What the task requires: Quote exactly the lines from the start of the entries to the one with "use rand::Rng;", both ends included.

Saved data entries
//! Common BACnet/SC value types and helpers
//!
//! This module provides the small building blocks shared by every layer of
//! the secure-connect datalink:
//!
//! - [`VmacAddress`] — the 6-octet virtual MAC identifying a node on an SC
//!   network, including Random-48 generation per AB.1.5.2
//! - [`DeviceUuid`] — the persistent 16-octet device UUID (AB.1.5.3)
//! - [`HostNPort`] — a peer address as either a socket address or a DNS
//!   name plus port, as used by telemetry records
//! - [`Timer`] — a millisecond one-shot timer with an explicit-`now` API so
//!   state machines stay deterministic under test
//!
//! # Examples
//!
//! ```
//! use bacnet_sc::util::VmacAddress;
//!
//! let vmac = VmacAddress::random();
//! assert!(!vmac.is_broadcast());
//! assert!(!vmac.is_unspecified());
//! // Locally administered, individual address
//! assert_eq!(vmac.as_bytes()[0] & 0x03, 0x02);
//! ```

use std::fmt;
use std::net::SocketAddr;
use std::time::{Duration, Instant};

use rand::Rng;

use crate::{UUID_SIZE, VMAC_SIZE};

pub mod enum_macros;

/// BACnet/SC virtual MAC address (Clause H.7.3).
///
/// For broadcast BVLC messages the destination VMAC is the non-EUI-48
/// value `FF:FF:FF:FF:FF:FF`. The reserved EUI-48 value
/// `00:00:00:00:00:00` is never used on the wire and marks an unknown or
/// uninitialized address internally.
#[derive(Debug, Clone, Copy, PartialEq, Eq, Hash, Default)]
#[cfg_attr(feature = "serde", derive(serde::Serialize, serde::Deserialize))]
pub struct VmacAddress([u8; VMAC_SIZE]);

impl VmacAddress {
    /// The Local Broadcast VMAC address.
    pub const BROADCAST: VmacAddress = VmacAddress([0xFF; VMAC_SIZE]);

    /// The reserved all-zero address (unknown/uninitialized).
    pub const UNSPECIFIED: VmacAddress = VmacAddress([0; VMAC_SIZE]);

    /// Create a VMAC from raw octets.
    pub const fn new(octets: [u8; VMAC_SIZE]) -> Self {
        VmacAddress(octets)
    }

    /// Generate a Random-48 VMAC per AB.1.5.2: random octets with the
    /// locally-administered bit set and the individual/group bit clear in
    /// the first octet. Redraws while the result collides with the
    /// broadcast or reserved address.
    pub fn random() -> Self {
        let mut rng = rand::thread_rng();
        loop {
            let mut octets = [0u8; VMAC_SIZE];
            rng.fill(&mut octets[..]);
            octets[0] = (octets[0] & 0xF0) | 0x02;
            let vmac = VmacAddress(octets);
            if !vmac.is_broadcast() && !vmac.is_unspecified() {
                return vmac;
            }
        }
    }

    /// Raw octets of the address.
    pub const fn as_bytes(&self) -> &[u8; VMAC_SIZE] {
        &self.0
    }

    /// True for the Local Broadcast VMAC address (all ones).
    pub fn is_broadcast(&self) -> bool {
        self.0 == [0xFF; VMAC_SIZE]
    }

    /// True for the reserved all-zero address.
    pub fn is_unspecified(&self) -> bool {
        self.0 == [0; VMAC_SIZE]
    }
}

impl From<[u8; VMAC_SIZE]> for VmacAddress {
    fn from(octets: [u8; VMAC_SIZE]) -> Self {
        VmacAddress(octets)
    }
}

impl TryFrom<&[u8]> for VmacAddress {
    type Error = std::array::TryFromSliceError;

    fn try_from(slice: &[u8]) -> std::result::Result<Self, Self::Error> {
        Ok(VmacAddress(slice.try_into()?))
    }
}

impl fmt::Display for VmacAddress {
    fn fmt(&self, f: &mut fmt::Formatter<'_>) -> fmt::Result {
        let mut first = true;
        for octet in &self.0 {
            if !first {
                write!(f, ":")?;
            }
            write!(f, "{}", hex::encode_upper([*octet]))?;
            first = false;
        }
        Ok(())
    }
}

/// BACnet/SC device UUID (AB.1.5.3).
///
/// Identifies the device regardless of its current VMAC address or device
/// instance number. Generated before first deployment, stored
/// persistently, and never changed over the lifetime of a device.
#[derive(Debug, Clone, Copy, PartialEq, Eq, Hash, Default)]
#[cfg_attr(feature = "serde", derive(serde::Serialize, serde::Deserialize))]
pub struct DeviceUuid([u8; UUID_SIZE]);

impl DeviceUuid {
    /// Create a UUID from raw octets.
    pub const fn new(octets: [u8; UUID_SIZE]) -> Self {
        DeviceUuid(octets)
    }

    /// Raw octets of the UUID.
    pub const fn as_bytes(&self) -> &[u8; UUID_SIZE] {
        &self.0
    }
}

impl From<[u8; UUID_SIZE]> for DeviceUuid {
    fn from(octets: [u8; UUID_SIZE]) -> Self {
        DeviceUuid(octets)
    }
}

impl TryFrom<&[u8]> for DeviceUuid {
    type Error = std::array::TryFromSliceError;

    fn try_from(slice: &[u8]) -> std::result::Result<Self, Self::Error> {
        Ok(DeviceUuid(slice.try_into()?))
    }
}

impl fmt::Display for DeviceUuid {
    fn fmt(&self, f: &mut fmt::Formatter<'_>) -> fmt::Result {
        let h = hex::encode(self.0);
        write!(
            f,
            "{}-{}-{}-{}-{}",
            &h[0..8],
            &h[8..12],
            &h[12..16],
            &h[16..20],
            &h[20..32]
        )
    }
}

/// Peer address in BACnet Host-N-Port form: a resolved socket address or
/// a DNS hostname plus port.
#[derive(Debug, Clone, PartialEq, Eq)]
#[cfg_attr(feature = "serde", derive(serde::Serialize, serde::Deserialize))]
pub enum HostNPort {
    /// No address information available.
    None,
    /// Packed IPv4/IPv6 address and port.
    Ip(SocketAddr),
    /// DNS hostname and port.
    Domain(String, u16),
}

impl HostNPort {
    /// Port component, if any address is present.
    pub fn port(&self) -> Option<u16> {
        match self {
            HostNPort::None => None,
            HostNPort::Ip(addr) => Some(addr.port()),
            HostNPort::Domain(_, port) => Some(*port),
        }
    }
}

impl Default for HostNPort {
    fn default() -> Self {
        HostNPort::None
    }
}

impl fmt::Display for HostNPort {
    fn fmt(&self, f: &mut fmt::Formatter<'_>) -> fmt::Result {
        match self {
            HostNPort::None => write!(f, "(none)"),
            HostNPort::Ip(addr) => write!(f, "{}", addr),
            HostNPort::Domain(name, port) => write!(f, "{}:{}", name, port),
        }
    }
}

/// Millisecond one-shot timer.
///
/// Expiry checks take an explicit `now` so the maintenance loop passes a
/// single sampled instant through every state machine and tests can drive
/// time synthetically.
#[derive(Debug, Clone, Default)]
pub struct Timer {
    started: Option<Instant>,
    interval: Duration,
}

impl Timer {
    /// Create a stopped timer.
    pub fn new() -> Self {
        Timer::default()
    }

    /// Arm the timer for `interval` from `now`.
    pub fn set(&mut self, now: Instant, interval: Duration) {
        self.started = Some(now);
        self.interval = interval;
    }

    /// Re-arm with the previously configured interval.
    pub fn restart(&mut self, now: Instant) {
        self.started = Some(now);
    }

    /// Disarm the timer; `expired` returns false until re-armed.
    pub fn stop(&mut self) {
        self.started = None;
    }

    /// True once the interval has elapsed since the timer was armed.
    pub fn expired(&self, now: Instant) -> bool {
        match self.started {
            Some(started) => now.saturating_duration_since(started) >= self.interval,
            None => false,
        }
    }

    /// Time elapsed since the timer was armed; zero when stopped.
    pub fn elapsed(&self, now: Instant) -> Duration {
        match self.started {
            Some(started) => now.saturating_duration_since(started),
            None => Duration::ZERO,
        }
    }

    /// True if the timer is armed.
    pub fn is_armed(&self) -> bool {
        self.started.is_some()
    }
}

/// Copy a detail string into the bounded form stored in telemetry
/// records, truncating on a character boundary.
pub fn bounded_string(s: &str, max_bytes: usize) -> String {
    if s.len() <= max_bytes {
        return s.to_string();
    }
    let mut end = max_bytes;
    while end > 0 && !s.is_char_boundary(end) {
        end -= 1;
    }
    s[..end].to_string()
}

/// Random initial 16-bit message id. Message ids are monotone per sender
/// after this, wrapping at 2^16.
pub fn random_message_id() -> u16 {
    rand::thread_rng().gen()
}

Answer box:
//! Common BACnet/SC value types and helpers
//!
//! This module provides the small building blocks shared by every layer of
//! the secure-connect datalink:
//!
//! - [`VmacAddress`] — the 6-octet virtual MAC identifying a node on an SC
//!   network, including Random-48 generation per AB.1.5.2
//! - [`DeviceUuid`] — the persistent 16-octet device UUID (AB.1.5.3)
//! - [`HostNPort`] — a peer address as either a socket address or a DNS
//!   name plus port, as used by telemetry records
//! - [`Timer`] — a millisecond one-shot timer with an explicit-`now` API so
//!   state machines stay deterministic under test
//!
//! # Examples
//!
//! ```
//! use bacnet_sc::util::VmacAddress;
//!
//! let vmac = VmacAddress::random();
//! assert!(!vmac.is_broadcast());
//! assert!(!vmac.is_unspecified());
//! // Locally administered, individual address
//! assert_eq!(vmac.as_bytes()[0] & 0x03, 0x02);
//! ```

use std::fmt;
use std::net::SocketAddr;
use std::time::{Duration, Instant};

use rand::Rng;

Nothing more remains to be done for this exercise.